In face of the severe economic situation, Lagarde said, the IMF will pay more attention to economic transition, spillovers of major economies’ policies and global cooperation.
Some economists believe that over the past seven years after the outbreak of the global financial crisis in 2008, money printing served as a main solution to boost the world economy from crisis to recovery.
Meanwhile, emerging economies and developing countries, led by China, have played the role as a major engine for global growth.
However, with the growing transition of the world economy, the old solution to boost global economic development needs to be changed.
During the period of transition, changes in China and the United States, the world’s two largest economies, will have a global impact.
As a main contributor to the world economic growth in recent years, China’s economic transition has attracted worldwide attention.
Due to China’s important role for the world economy, its economic transition has been put on the top agenda of the World Bank Group-IMF annual meetings.
Chinese Finance Minister Lou Jiwei said during the meetings that the slow growth of emerging economies is relative and China’s 7 percent is still a very high growth rate at the international level.
"Ultrahigh speed of growth is not sustainable. Neither is the over-reliance on government investment and real estate," Lou said, "China needs structural transformation and a change in the development mode, and a properly slower growth is a sound process."
China’s transition and reform have been widely recognized at the meetings.
Commenting on China’s GDP growth, Lagarde said the country’s slowdown was "predictable and expected."
"There will be bumps on the road as no transition can be done smoothly with no disruption or volatility ... We welcome China’s transition process coupled with more market-determined exchange rate fluctuations," she said.
Lagarde’s words were backed up by the IMF’s Global Policy Agenda, which was released ahead of the meetings.
"In China, fiscal, social security and state-owned enterprise reforms are needed to transition to more domestically-driven growth, which will benefit the global economy over time," it said.
In addition, the China-proposed Belt and Road initiative, or the Silk Road Economic Belt and the 21st Century Maritime Silk Road initiative, and the Asian Infrastructure Investment Bank (AIIB)establishment have both attracted more attention as new solutions for boosting global economic growth.

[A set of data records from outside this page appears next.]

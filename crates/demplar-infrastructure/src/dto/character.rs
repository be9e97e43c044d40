//! Character records as returned by the content store.

use serde::Deserialize;
use std::collections::HashSet;

use demplar_core::character::{Character, DEFAULT_CLASS_NAME, Faction, NamedRef, Standing};

/// Identifier the content store assigns to the placeholder "Undecided" faction.
pub const UNDECIDED_FACTION_ID: &str = "311351ad-8f81-4299-912a-287161e5cab1";

/// A dereferenced `{_id, name}` pair.
#[derive(Debug, Clone, Deserialize)]
pub struct RefRecord {
    #[serde(rename = "_id")]
    pub id: String,
    #[serde(default)]
    pub name: Option<String>,
}

impl RefRecord {
    fn into_named(self) -> NamedRef {
        let name = self.name.unwrap_or_default();
        NamedRef::new(self.id, name)
    }
}

#[derive(Debug, Clone, Deserialize)]
pub struct AssetRef {
    #[serde(rename = "_ref")]
    pub reference: String,
}

#[derive(Debug, Clone, Deserialize)]
pub struct ImageRecord {
    #[serde(default)]
    pub asset: Option<AssetRef>,
}

/// One character as projected by the character query.
#[derive(Debug, Clone, Deserialize)]
#[serde(rename_all = "camelCase")]
pub struct CharacterRecord {
    #[serde(rename = "_id")]
    pub id: String,
    #[serde(default)]
    pub name: Option<String>,
    #[serde(default)]
    pub level: Option<f64>,
    #[serde(default)]
    pub class_name: Option<String>,
    #[serde(default)]
    pub faction: Option<RefRecord>,
    #[serde(default)]
    pub location: Option<RefRecord>,
    #[serde(default)]
    pub buffs: Option<Vec<String>>,
    #[serde(default)]
    pub skills: Option<Vec<Option<RefRecord>>>,
    #[serde(default)]
    pub talents: Option<Vec<Option<RefRecord>>>,
    #[serde(default)]
    pub card_image: Option<ImageRecord>,
    #[serde(default)]
    pub profile_url: Option<String>,
    #[serde(default)]
    pub twitter_handle: Option<String>,
    #[serde(default)]
    pub pond_ref_code: Option<String>,
}

/// Turns raw records into domain characters.
///
/// Defaults are resolved here, once, so the rest of the system never sees a
/// missing faction, location or class name.
#[derive(Debug, Clone, Default)]
pub struct RecordMapper {
    npc_ids: HashSet<String>,
}

impl RecordMapper {
    pub fn new<I, S>(npc_ids: I) -> Self
    where
        I: IntoIterator<Item = S>,
        S: Into<String>,
    {
        Self {
            npc_ids: npc_ids.into_iter().map(Into::into).collect(),
        }
    }

    pub fn character(&self, record: CharacterRecord) -> Character {
        let level = record
            .level
            .filter(|level| level.is_finite() && *level > 0.0)
            .map(|level| level.round().min(f64::from(u32::MAX)) as u32)
            .unwrap_or(0);

        let faction = match record.faction {
            Some(faction) if faction.id != UNDECIDED_FACTION_ID => match non_empty(faction.name) {
                Some(name) => Faction::known(faction.id, name),
                None => Faction::Undecided,
            },
            _ => Faction::Undecided,
        };

        let standing = if self.npc_ids.contains(&record.id) {
            Standing::Npc
        } else {
            Standing::Player
        };

        Character {
            name: non_empty(record.name).unwrap_or_else(|| record.id.clone()),
            level,
            class_name: non_empty(record.class_name)
                .unwrap_or_else(|| DEFAULT_CLASS_NAME.to_string()),
            faction,
            location: record
                .location
                .map(RefRecord::into_named)
                .unwrap_or_else(NamedRef::default_location),
            buffs: record.buffs.unwrap_or_default(),
            skills: named_refs(record.skills),
            talents: named_refs(record.talents),
            card_image: record
                .card_image
                .and_then(|image| image.asset)
                .map(|asset| asset.reference),
            profile_url: non_empty(record.profile_url),
            twitter_handle: non_empty(record.twitter_handle),
            referral_code: non_empty(record.pond_ref_code),
            standing,
            id: record.id,
        }
    }

    pub fn characters(&self, records: Vec<CharacterRecord>) -> Vec<Character> {
        records.into_iter().map(|r| self.character(r)).collect()
    }
}

fn non_empty(value: Option<String>) -> Option<String> {
    value.filter(|v| !v.trim().is_empty())
}

/// Dangling references come back as `null` and are dropped.
fn named_refs(refs: Option<Vec<Option<RefRecord>>>) -> Vec<NamedRef> {
    refs.unwrap_or_default()
        .into_iter()
        .flatten()
        .map(RefRecord::into_named)
        .collect()
}

#[cfg(test)]
mod tests {
    use super::*;
    use serde_json::json;

    fn mapper() -> RecordMapper {
        RecordMapper::new(["69"])
    }

    fn record(value: serde_json::Value) -> CharacterRecord {
        serde_json::from_value(value).unwrap()
    }

    #[test]
    fn test_full_record() {
        let c = mapper().character(record(json!({
            "_id": "abc",
            "name": "Aria",
            "level": 17,
            "className": "Ranger",
            "faction": {"_id": "f-1", "name": "Pond"},
            "location": {"_id": "loc-1", "name": "Marsh"},
            "buffs": ["Swift"],
            "skills": [{"_id": "s1", "name": "Volley"}, null],
            "talents": [{"_id": "t1", "name": "Tracking"}],
            "cardImage": {"asset": {"_ref": "image-xyz-png"}},
            "profileUrl": "https://img.test/aria.png",
            "twitterHandle": "",
            "pondRefCode": "POND42"
        })));

        assert_eq!(c.level, 17);
        assert_eq!(c.faction, Faction::known("f-1", "Pond"));
        assert_eq!(c.location.name, "Marsh");
        assert_eq!(c.skills.len(), 1);
        assert_eq!(c.talents[0].name, "Tracking");
        assert_eq!(c.card_image.as_deref(), Some("image-xyz-png"));
        assert_eq!(c.twitter_handle, None);
        assert_eq!(c.referral_code.as_deref(), Some("POND42"));
        assert_eq!(c.standing, Standing::Player);
    }

    #[test]
    fn test_defaults_for_sparse_record() {
        let c = mapper().character(record(json!({"_id": "x1", "name": "Bare", "level": 3})));
        assert!(c.faction.is_undecided());
        assert_eq!(c.class_name, "Undecided");
        assert_eq!(c.location, NamedRef::default_location());
        assert!(c.buffs.is_empty());
    }

    #[test]
    fn test_undecided_faction_id_maps_to_undecided() {
        let c = mapper().character(record(json!({
            "_id": "x2",
            "name": "Waverer",
            "level": 5,
            "faction": {"_id": UNDECIDED_FACTION_ID, "name": "Undecided"}
        })));
        assert!(c.faction.is_undecided());
    }

    #[test]
    fn test_configured_npc_ids() {
        let c = mapper().character(record(json!({"_id": "69", "name": "The Watcher", "level": 99})));
        assert_eq!(c.standing, Standing::Npc);
        assert_eq!(c.display_faction(), "NPC");
    }

    #[test]
    fn test_bad_levels_clamp_to_zero() {
        let c = mapper().character(record(json!({"_id": "n", "name": "Neg", "level": -4})));
        assert_eq!(c.level, 0);
        let c = mapper().character(record(json!({"_id": "m", "name": "None"})));
        assert_eq!(c.level, 0);
        let c = mapper().character(record(json!({"_id": "f", "name": "Frac", "level": 12.6})));
        assert_eq!(c.level, 13);
    }
}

Meanwhile, the United States, whose economic recovery has largely benefited from the position of the US dollar, a universal money, should bear more global responsibilities and play a bigger role in boosting the world economic growth.
For example, it should work with other developed countries to further broaden public investment to fuel economic growth, so as to provide outside support for developing countries’ structural readjustment.
Moreover, export-dependent countries seeing their revenues falling should accelerate reform and explore new areas for growth.
All in all, both China and the United States, as well as other major economies, should strengthen coordination in their macro-policies and stay away from self-serving trade manipulation for a healthier recovery of the world economy.